Il est déjà difficile pour les élus américains de rompre avec le schéma tout neuf des révolutions arabes et de comprendre le message de Clapper : contrairement à ce qui s’est passé en Tunisie et en Egypte, en Libye, la pression de la rue n’a pas entraîné de révolution de palais ni fissuré le noyau dur du régime. Moussa Koussa, l’homme qui aurait pu être l’Omar Soulayman libyen, reste très discret. Il semblerait que les loyautés tribales et claniques résistent mieux que les allégeances étatiques plus modernes et plus fragiles.

L’inquiétude des sénateurs s’est muée en panique lorsque le général Clapper a ajouté qu’en cas de victoire des Kadhafi il fallait craindre que les armes tombées entre les mains des rebelles se retrouvent tôt ou tard dans les arsenaux de groupes terroristes. Autrement dit, les allégations du « Frère guide » selon lesquelles son régime ferait face à des cellules d’Al Qaïda ne seraient fausses que provisoirement.

Et ce n’est pas tout ! Jeudi dernier, les mauvaises nouvelles volaient en escadron au-dessus du Capitole. Ainsi Clapper a également déclaré que « la Russie et la Chine étaient les menaces étatiques les plus importantes pour les Etats-Unis ». Affolés, certains sénateurs républicains n’ont pas attendu la fin de la séance pour tweeter leur colère et exiger la tête de Clapper. Or, contrairement au porte-parole du State Department P. J. Cowley, limogé après avoir critiqué les conditions de détention de Bradley Manning – la gorge profonde présumée de Wikileaks – la Maison Blanche a décidé, dans le cas de Clapper, de se satisfaire d’une déclaration « désambiguante ». Le vieil officier de renseignement, affirmaient les conseillers d’Obama, s’est contenté d’une analyse purement militaire de la situation. C’est que, du point de vue – politique – du président américain, le fait que Kadhafi ait perdu toute légitimité pour gouverner pèse autant dans la balance que le nombre de divisions qu’il peut aligner.

Rappelons que Clapper, qui a fait sa carrière dans le renseignement électronique, n’a peut-être pas une sensibilité excessive au « facteur humain ». Au demeurant, il n’en est pas à sa première « sortie ». En 2003, il expliquait que si des armes de destruction massive n’avaient pas été trouvées en Iraq, c’est parce que Saddam Hussein les avait exfiltrées vers la Syrie.

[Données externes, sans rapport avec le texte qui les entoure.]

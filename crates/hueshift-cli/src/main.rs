//! hueshift - recolor images by shifting hue, saturation and value
//!
//! Thin front end over `hueshift-ops`: computes shift parameters, shifts
//! individual colors and recolors the bundled sample swatch.

use anyhow::{Context, Result};
use clap::{Parser, Subcommand};
use tracing_subscriber::EnvFilter;

use hueshift_core::Color;
use hueshift_ops::DEFAULT_REFERENCE;

mod commands;

#[derive(Parser)]
#[command(name = "hueshift")]
#[command(author, version, about = "Shift colors relative to a reference color in HSV space")]
#[command(long_about = "
Learns a hue rotation and saturation/value scales that map a reference color
onto a target color, then applies the same shift to other colors.

Examples:
  hueshift params '#0000FF'                       # Show shift parameters
  hueshift shift '#0000FF' '#F37502' '#FE9800'    # Shift individual colors
  hueshift --reference '#3366CC' shift '#CC3366' '#3366CC'
  hueshift sample '#00A000'                       # Recolor the sample swatch
")]
struct Cli {
    #[command(subcommand)]
    command: Commands,

    /// Verbose output (-v debug, -vv trace)
    #[arg(short, long, global = true, action = clap::ArgAction::Count)]
    verbose: u8,

    /// Number of threads (0 = auto)
    #[arg(short = 'j', long, global = true, default_value = "0")]
    threads: usize,

    /// Reference color the shift is measured from (#RRGGBB)
    #[arg(short, long, global = true, default_value_t = DEFAULT_REFERENCE)]
    reference: Color,
}

#[derive(Subcommand)]
enum Commands {
    /// Print the shift parameters for a target color
    #[command(visible_alias = "p")]
    Params(commands::params::ParamsArgs),

    /// Shift individual colors
    #[command(visible_alias = "s")]
    Shift(commands::shift::ShiftArgs),

    /// Recolor the bundled 4x4 sample swatch
    Sample(commands::sample::SampleArgs),
}

fn init_logging(verbose: u8) {
    let default = match verbose {
        0 => "warn",
        1 => "debug",
        _ => "trace",
    };
    let filter = EnvFilter::try_from_default_env().unwrap_or_else(|_| EnvFilter::new(default));
    tracing_subscriber::fmt()
        .with_env_filter(filter)
        .with_writer(std::io::stderr)
        .init();
}

fn main() -> Result<()> {
    let cli = Cli::parse();
    init_logging(cli.verbose);

    // Configure thread pool
    if cli.threads > 0 {
        rayon::ThreadPoolBuilder::new()
            .num_threads(cli.threads)
            .build_global()
            .context("Failed to configure thread pool")?;
    }

    match cli.command {
        Commands::Params(args) => commands::params::run(args, cli.reference),
        Commands::Shift(args) => commands::shift::run(args, cli.reference),
        Commands::Sample(args) => commands::sample::run(args, cli.reference),
    }
}
//! Error types for hueshift operations.
//!
//! # Overview
//!
//! The [`Error`] enum covers every failure mode of the color shift core:
//! - Reference colors that cannot anchor a shift (zero saturation or value)
//! - Color inputs outside their valid ranges (channels, hex strings, HSV)
//! - Image buffers whose sizes do not line up
//!
//! All errors are detected synchronously at the point of the invalid input.
//! None of them are transient, so nothing in hueshift retries.
//!
//! # Usage
//!
//! ```rust
//! use hueshift_core::{Color, Error};
//!
//! let err = Color::try_from_channels(300, 0, 0).unwrap_err();
//! assert!(err.is_color_error());
//! ```
//!
//! # Dependencies
//!
//! - [`thiserror`] - For derive macro error implementation

use thiserror::Error;

/// Result type alias using [`Error`] as the error type.
pub type Result<T> = std::result::Result<T, Error>;

/// Errors that can occur while building colors, images, or shift parameters.
///
/// # Categories
///
/// - **Color errors**: [`InvalidReferenceColor`](Error::InvalidReferenceColor), [`InvalidColor`](Error::InvalidColor)
/// - **Dimension errors**: [`DimensionMismatch`](Error::DimensionMismatch), [`InvalidDimensions`](Error::InvalidDimensions)
#[derive(Debug, Error, Clone, PartialEq)]
pub enum Error {
    /// The reference color has zero saturation or zero value.
    ///
    /// Shift scale factors are computed by dividing by the reference
    /// saturation and value, so grays and black cannot be references.
    ///
    /// # Example
    ///
    /// ```rust
    /// use hueshift_core::Error;
    ///
    /// let err = Error::invalid_reference(0.0, 0.5);
    /// assert!(err.to_string().contains("saturation"));
    /// ```
    #[error("invalid reference color: saturation {saturation} and value {value} must both be non-zero")]
    InvalidReferenceColor {
        /// Reference saturation in [0, 1]
        saturation: f64,
        /// Reference value in [0, 1]
        value: f64,
    },

    /// A supplied color component is outside its valid range.
    ///
    /// RGB channels must be in [0, 255] (or [0, 1] when normalized) and HSV
    /// components in [0, 1].
    #[error("invalid color: {reason}")]
    InvalidColor {
        /// What was wrong with the input
        reason: String,
    },

    /// Two images that must share dimensions do not.
    #[error("dimension mismatch: {a_width}x{a_height} vs {b_width}x{b_height}")]
    DimensionMismatch {
        /// First image width
        a_width: u32,
        /// First image height
        a_height: u32,
        /// Second image width
        b_width: u32,
        /// Second image height
        b_height: u32,
    },

    /// Pixel data does not match the requested dimensions.
    #[error("invalid dimensions: {width}x{height} ({reason})")]
    InvalidDimensions {
        /// Requested width
        width: u32,
        /// Requested height
        height: u32,
        /// Reason why dimensions are invalid
        reason: String,
    },
}

impl Error {
    /// Creates an [`Error::InvalidReferenceColor`] error.
    #[inline]
    pub fn invalid_reference(saturation: f64, value: f64) -> Self {
        Self::InvalidReferenceColor { saturation, value }
    }

    /// Creates an [`Error::InvalidColor`] error.
    #[inline]
    pub fn invalid_color(reason: impl Into<String>) -> Self {
        Self::InvalidColor {
            reason: reason.into(),
        }
    }

    /// Creates an [`Error::DimensionMismatch`] error.
    #[inline]
    pub fn dimension_mismatch(a: (u32, u32), b: (u32, u32)) -> Self {
        Self::DimensionMismatch {
            a_width: a.0,
            a_height: a.1,
            b_width: b.0,
            b_height: b.1,
        }
    }

    /// Creates an [`Error::InvalidDimensions`] error.
    #[inline]
    pub fn invalid_dimensions(width: u32, height: u32, reason: impl Into<String>) -> Self {
        Self::InvalidDimensions {
            width,
            height,
            reason: reason.into(),
        }
    }

    /// Returns `true` if this error was caused by a color input.
    #[inline]
    pub fn is_color_error(&self) -> bool {
        matches!(
            self,
            Self::InvalidColor { .. } | Self::InvalidReferenceColor { .. }
        )
    }

    /// Returns `true` if this error was caused by image dimensions.
    #[inline]
    pub fn is_dimension_error(&self) -> bool {
        matches!(
            self,
            Self::DimensionMismatch { .. } | Self::InvalidDimensions { .. }
        )
    }
}

#[cfg(test)]
mod tests {
    use super::*;

    #[test]
    fn test_invalid_reference() {
        let err = Error::invalid_reference(0.0, 0.75);
        let msg = err.to_string();
        assert!(msg.contains("0.75"));
        assert!(err.is_color_error());
        assert!(!err.is_dimension_error());
    }

    #[test]
    fn test_invalid_color() {
        let err = Error::invalid_color("red channel 300 outside [0, 255]");
        assert!(err.to_string().contains("300"));
        assert!(err.is_color_error());
    }

    #[test]
    fn test_dimension_mismatch() {
        let err = Error::dimension_mismatch((100, 100), (200, 200));
        let msg = err.to_string();
        assert!(msg.contains("100x100"));
        assert!(msg.contains("200x200"));
        assert!(err.is_dimension_error());
    }

    #[test]
    fn test_invalid_dimensions() {
        let err = Error::invalid_dimensions(4, 4, "expected 16 pixels, got 3");
        assert!(err.to_string().contains("4x4"));
        assert!(err.is_dimension_error());
    }
}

Son chef de l’époque l’avait immédiatement désavoué, déclarant qu’il s’agissait d’une « opinion personnelle qu’aucun élément concret n’étayait ».

Mais ce petit scandale washingtonien révèle surtout à quel point il est difficile d’exprimer des opinions divergentes quand l’air du temps est, ce qui est bien sûr compréhensible, au « Kadhafi dégage ! » Le Frère guide libyen, on est tous d’accord, est une crapule mais au fond, que sait-on des insurgés ? Avons-nous assez confiance en eux pour faire la guerre à leurs côtés ? Les réserves émises par Merkel et Ashton sont-elles forcément, comme semble le penser l’ami Miclo, l’expression de leur lâcheté ? Une intervention militaire est-elle la meilleure solution dans le chaos libyen ? La très médiatique mais relativement peu sanglante – pour le moment – crise libyenne est-elle l’affaire la plus dangereuse et la plus urgente du moment ? Autant de questions qu’il faudrait se poser calmement – si c’est possible.

Clapper a choqué parce qu’il analysait la situation au lieu de faire du wishful thinking droitdelhommiste. D’autres dossiers – comme la Côte d’Ivoire par exemple – démontrent que tôt ou tard la réalité finit par imposer sa loi. Et d’ailleurs les autres acteurs internationaux importants – la Russie, le Brésil et surtout à la Chine pour ne pas les nommer – pratiquent une politique étrangère sans état d’âme, fondée sur une analyse froide de la situation.

En Arabie saoudite, on en a tiré les conséquences. Riad n’a pas attendu une décision onusienne pour dépêcher des troupes au secours du régime à Bahreïn. Cette crise-là, un mélange de pétrole et de conflit chiites-sunnites est d’une importance capitale. Les Saoudiens savent que pour les choses importantes on ne passe pas par le « Machin » et – au moins pour le moment – on ne proteste pas sous les fenêtres de leurs ambassades. Quand les Chinois, les Russes, les Brésiliens et autres Saoudiens observent les rapports de forces, les Occidentaux lisent les rapports d’Amnesty International. Il est urgent de diversifier un peu nos lectures.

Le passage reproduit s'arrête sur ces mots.